Faut-il assurer le développement futur des activités financières ?
Quelle est l’utilité économique des activités financières consistant à inventer des objets financiers utiles seulement au monde financier ? Et si on répond à cela que tout métier a besoin de nouveaux outils, ce qui est vrai, aucun métier ne prétend faire courir au monde un risque de crise économique en testant un nouveau tournevis. Pratiquement, il va falloir démontrer que l’affirmation de P. Krugman[1]
« Récemment, le secteur financier a représenté 8% du PIB de l’Amérique, en augmentation par rapport aux 5% la génération précédente. Si ce supplément de 3% fut jeté par les fenêtres, et probablement il le fut, nous parlons d’environ 800 milliards de dollars par année de gâchis, fraudes et abus. »
n’est pas toujours vraie, et que les innovations financières peuvent avoir un effet bénéfique sur l’économie normale, et pas seulement sur l’économie financière, et cela sans pratiquer les fraudes, abus et autres gâchis qui lui sont reprochés.

Les bienfaits de l’accession des plus pauvres à la propriété[2]
Selon le témoignage du G.A.O. devant le Sénat américain le 4 décembre 2008[3], l’entrée dans les procédures de défaut de payement et de vente forcée des logements est passée de 150000 au second trimestre 2005 à 500000 au même trimestre de 2008, avec la perspective d’augmenter fortement dans les deux prochaines années. De même, les dossiers de surendettement ont très fortement augmenté durant cette période, sans que l’offensive de la Finance soit parvenue à les contenir, si on lui fait la grâce de supposer qu’elle aurait pu en avoir l’intention.
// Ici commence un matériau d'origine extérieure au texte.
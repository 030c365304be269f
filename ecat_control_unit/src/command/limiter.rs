//! Acceleration and velocity clamp for commanded values.

use ecat_common::config::ConfigError;
use ecat_common::motion::VelocityCommand;
use serde::{Deserialize, Serialize};
use thiserror::Error;

/// Bound set that would make [`CommandVelocityLimiter::limit`] panic.
#[derive(Debug, Clone, Copy, PartialEq, Error)]
pub enum LimitError {
    #[error("bounds must be finite")]
    NonFinite,

    #[error("min_vel {min} greater than max_vel {max}")]
    VelocityOrder { min: f64, max: f64 },

    #[error("min_acc {min} greater than max_acc {max}")]
    AccelerationOrder { min: f64, max: f64 },
}

/// Stateless acceleration/velocity limiter for one commanded quantity.
#[derive(Debug, Clone, Copy, PartialEq, Serialize, Deserialize)]
pub struct CommandVelocityLimiter {
    /// Lower velocity bound.
    pub min_vel: f64,
    /// Upper velocity bound.
    pub max_vel: f64,
    /// Lower acceleration bound (typically negative).
    pub min_acc: f64,
    /// Upper acceleration bound.
    pub max_acc: f64,
}

impl CommandVelocityLimiter {
    /// Step from the last dispatched `command` towards `current_value`.
    ///
    /// The step `current_value - command` is clamped into
    /// `[min_acc·dt, max_acc·dt]`, added to `command`, and the sum is clamped
    /// into `[min_vel, max_vel]`. Bounds must be ordered; see [`Self::validate`].
    pub fn limit(&self, command: f64, current_value: f64, dt: f64) -> f64 {
        let requested_acc = current_value - command;
        let possible_acc = requested_acc.clamp(self.min_acc * dt, self.max_acc * dt);
        (command + possible_acc).clamp(self.min_vel, self.max_vel)
    }

    /// Bounds must be finite and ordered so `limit` never panics.
    pub fn validate(&self) -> Result<(), LimitError> {
        let all_finite = [self.min_vel, self.max_vel, self.min_acc, self.max_acc]
            .iter()
            .all(|v| v.is_finite());
        if !all_finite {
            return Err(LimitError::NonFinite);
        }
        if self.min_vel > self.max_vel {
            return Err(LimitError::VelocityOrder {
                min: self.min_vel,
                max: self.max_vel,
            });
        }
        if self.min_acc > self.max_acc {
            return Err(LimitError::AccelerationOrder {
                min: self.min_acc,
                max: self.max_acc,
            });
        }
        Ok(())
    }
}

/// Limiters for the two robot-frame command components.
#[derive(Debug, Clone, Copy, PartialEq, Serialize, Deserialize)]
pub struct CommandLimits {
    /// Forward velocity [m/s], acceleration [m/s²].
    pub linear: CommandVelocityLimiter,
    /// Yaw rate [rad/s], angular acceleration [rad/s²].
    pub angular: CommandVelocityLimiter,
}

impl CommandLimits {
    /// Apply both limiters, stepping from `previous` towards `requested`.
    pub fn apply(
        &self,
        previous: VelocityCommand,
        requested: VelocityCommand,
        dt: f64,
    ) -> VelocityCommand {
        VelocityCommand {
            linear: self.linear.limit(previous.linear, requested.linear, dt),
            angular: self.angular.limit(previous.angular, requested.angular, dt),
        }
    }

    /// # Errors
    /// `ConfigError::ValidationError` naming the offending component.
    pub fn validate(&self) -> Result<(), ConfigError> {
        for (name, limiter) in [("linear", &self.linear), ("angular", &self.angular)] {
            limiter
                .validate()
                .map_err(|e| ConfigError::ValidationError(format!("limiter.{name}: {e}")))?;
        }
        Ok(())
    }
}

impl Default for CommandLimits {
    fn default() -> Self {
        Self {
            linear: CommandVelocityLimiter {
                min_vel: -1.0,
                max_vel: 1.0,
                min_acc: -2.0,
                max_acc: 1.0,
            },
            angular: CommandVelocityLimiter {
                min_vel: -2.0,
                max_vel: 2.0,
                min_acc: -4.0,
                max_acc: 4.0,
            },
        }
    }
}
Que peut-on attendre sérieusement d’une réforme de la régulation ?
La régulation est indispensable aux professionnels honnêtes travaillant dans un système complexe. Elle existe, se perfectionne continuellement, et doit continuer de le faire. Elle n’a causé la crise, ni par les règles existantes, ni par l’absence de celles qu’il lui faut encore concevoir pour répondre à tous les besoins. La crise a été causée par des hommes au moyen d’une idéologie (la dérégulation) exploitée avec une indiscutable perversité en confiant les principales fonctions d’une régulation nationale à ses adversaires. La régulation étant sans pouvoir sur le choix des hommes, on ne pouvait en attendre la prévention de la crise actuelle.
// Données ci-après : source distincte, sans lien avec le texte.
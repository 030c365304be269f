//! Drive process-data record and CiA 402 word flags.
//!
//! `DriveRecord` is the per-drive slot of the shared segment exposed by the
//! EtherCAT master. Its layout (field order, width and padding) is part of the
//! inter-process contract and is pinned by compile-time assertions below.
//!
//! ## Ownership of fields
//!
//! | Field              | Writer          |
//! |--------------------|-----------------|
//! | `control_word`     | supervisor      |
//! | `status_word`      | EtherCAT master |
//! | `operation_mode`   | supervisor      |
//! | `target_velocity`  | supervisor      |
//! | `current_velocity` | EtherCAT master |

use bitflags::bitflags;
use static_assertions::const_assert_eq;

use crate::consts::DRIVE_COUNT;

/// One drive's cyclic process data, binary-compatible with the master's record.
#[derive(Debug, Clone, Copy, Default, PartialEq, Eq)]
#[repr(C)]
pub struct DriveRecord {
    /// CiA 402 control word (0x6040).
    pub control_word: u16,
    /// CiA 402 status word (0x6041), written by the master.
    pub status_word: u16,
    /// Mode of operation (0x6060).
    pub operation_mode: u8,
    /// Explicit padding to the 4-byte boundary of `target_velocity`.
    pub _pad: [u8; 3],
    /// Target velocity (0x60FF) in motor velocity units.
    pub target_velocity: i32,
    /// Velocity actual value (0x606C) in motor velocity units, written by the master.
    pub current_velocity: i32,
}

const_assert_eq!(core::mem::size_of::<DriveRecord>(), 16);
const_assert_eq!(core::mem::align_of::<DriveRecord>(), 4);
const_assert_eq!(core::mem::offset_of!(DriveRecord, control_word), 0);
const_assert_eq!(core::mem::offset_of!(DriveRecord, status_word), 2);
const_assert_eq!(core::mem::offset_of!(DriveRecord, operation_mode), 4);
const_assert_eq!(core::mem::offset_of!(DriveRecord, target_velocity), 8);
const_assert_eq!(core::mem::offset_of!(DriveRecord, current_velocity), 12);

/// The full slot array as laid out in the shared segment.
pub type DriveRecords = [DriveRecord; DRIVE_COUNT];

/// Size in bytes of the shared segment payload.
pub const SEGMENT_SIZE: usize = core::mem::size_of::<DriveRecords>();

const_assert_eq!(SEGMENT_SIZE, 32);

/// Fixed slot assignment of the two wheel drives.
#[derive(Debug, Clone, Copy, PartialEq, Eq, Hash)]
#[repr(u8)]
pub enum Wheel {
    /// Slot 0.
    Right = 0,
    /// Slot 1.
    Left = 1,
}

impl Wheel {
    /// Both wheels in slot order.
    pub const ALL: [Wheel; DRIVE_COUNT] = [Wheel::Right, Wheel::Left];

    /// Slot index in the shared segment.
    #[inline]
    pub const fn index(self) -> usize {
        self as usize
    }

    /// Human-readable name for logs.
    pub const fn name(self) -> &'static str {
        match self {
            Wheel::Right => "right",
            Wheel::Left => "left",
        }
    }
}

bitflags! {
    /// CiA 402 status word bits (object 0x6041).
    #[derive(Debug, Clone, Copy, PartialEq, Eq, Hash)]
    pub struct StatusWord: u16 {
        const READY_TO_SWITCH_ON = 1 << 0;
        const SWITCHED_ON = 1 << 1;
        const OPERATION_ENABLED = 1 << 2;
        const FAULT = 1 << 3;
        const VOLTAGE_ENABLED = 1 << 4;
        const QUICK_STOP = 1 << 5;
        const SWITCH_ON_DISABLED = 1 << 6;
        const WARNING = 1 << 7;
        const REMOTE = 1 << 9;
        const TARGET_REACHED = 1 << 10;
    }
}

impl StatusWord {
    /// The three enable bits (ready, switched on, operation enabled).
    pub const ENABLE_BITS: Self = Self::READY_TO_SWITCH_ON
        .union(Self::SWITCHED_ON)
        .union(Self::OPERATION_ENABLED);

    /// Fault bit set while all enable bits are clear.
    #[inline]
    pub const fn is_fault_latched(self) -> bool {
        self.contains(Self::FAULT) && !self.intersects(Self::ENABLE_BITS)
    }
}

bitflags! {
    /// CiA 402 control word bits (object 0x6040).
    #[derive(Debug, Clone, Copy, PartialEq, Eq, Hash)]
    pub struct ControlWord: u16 {
        const SWITCH_ON = 1 << 0;
        const ENABLE_VOLTAGE = 1 << 1;
        const QUICK_STOP = 1 << 2;
        const ENABLE_OPERATION = 1 << 3;
        const FAULT_RESET = 1 << 7;
        const HALT = 1 << 8;
    }
}

impl ControlWord {
    /// "Shutdown" command: leads the drive to READY_TO_SWITCH_ON (power stage off).
    pub const SHUTDOWN: Self = Self::ENABLE_VOLTAGE.union(Self::QUICK_STOP);
}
Sur un plan différent, mais dans le même ordre d’idée, les agences de notation produisent, bien ou mal, des notes ; l’usage qui en est fait ne dépend de l’agence que si elle est complice d’une intention, ce qui ne peut être généralisé mais a évidemment été le cas dans la titrisation ; là aussi le problème n’est ni l’agence, ni la note, mais les hommes qui s’en servent, ou qui acceptent aveuglément leurs auspices.
Par contre, il y a deux sujets que la régulation peut prendre en main : le risque systémique visant à déclencher l’alerte bien avant l’explosion, ce que le suivi des capitaux propres, des risques et de la liquidité par établissement ne permet pas actuellement de faire, et la protection des systèmes financiers régionaux. Sur ce dernier point, de même qu’il existe des normes et contrôles sanitaires entre les régions du monde, il pourrait être mis en place des normes et contrôles de la toxicité des produits financiers, afin que les errements idéologiques d’un gouvernement ne puissent polluer les systèmes financiers régionaux comme la zone Euro.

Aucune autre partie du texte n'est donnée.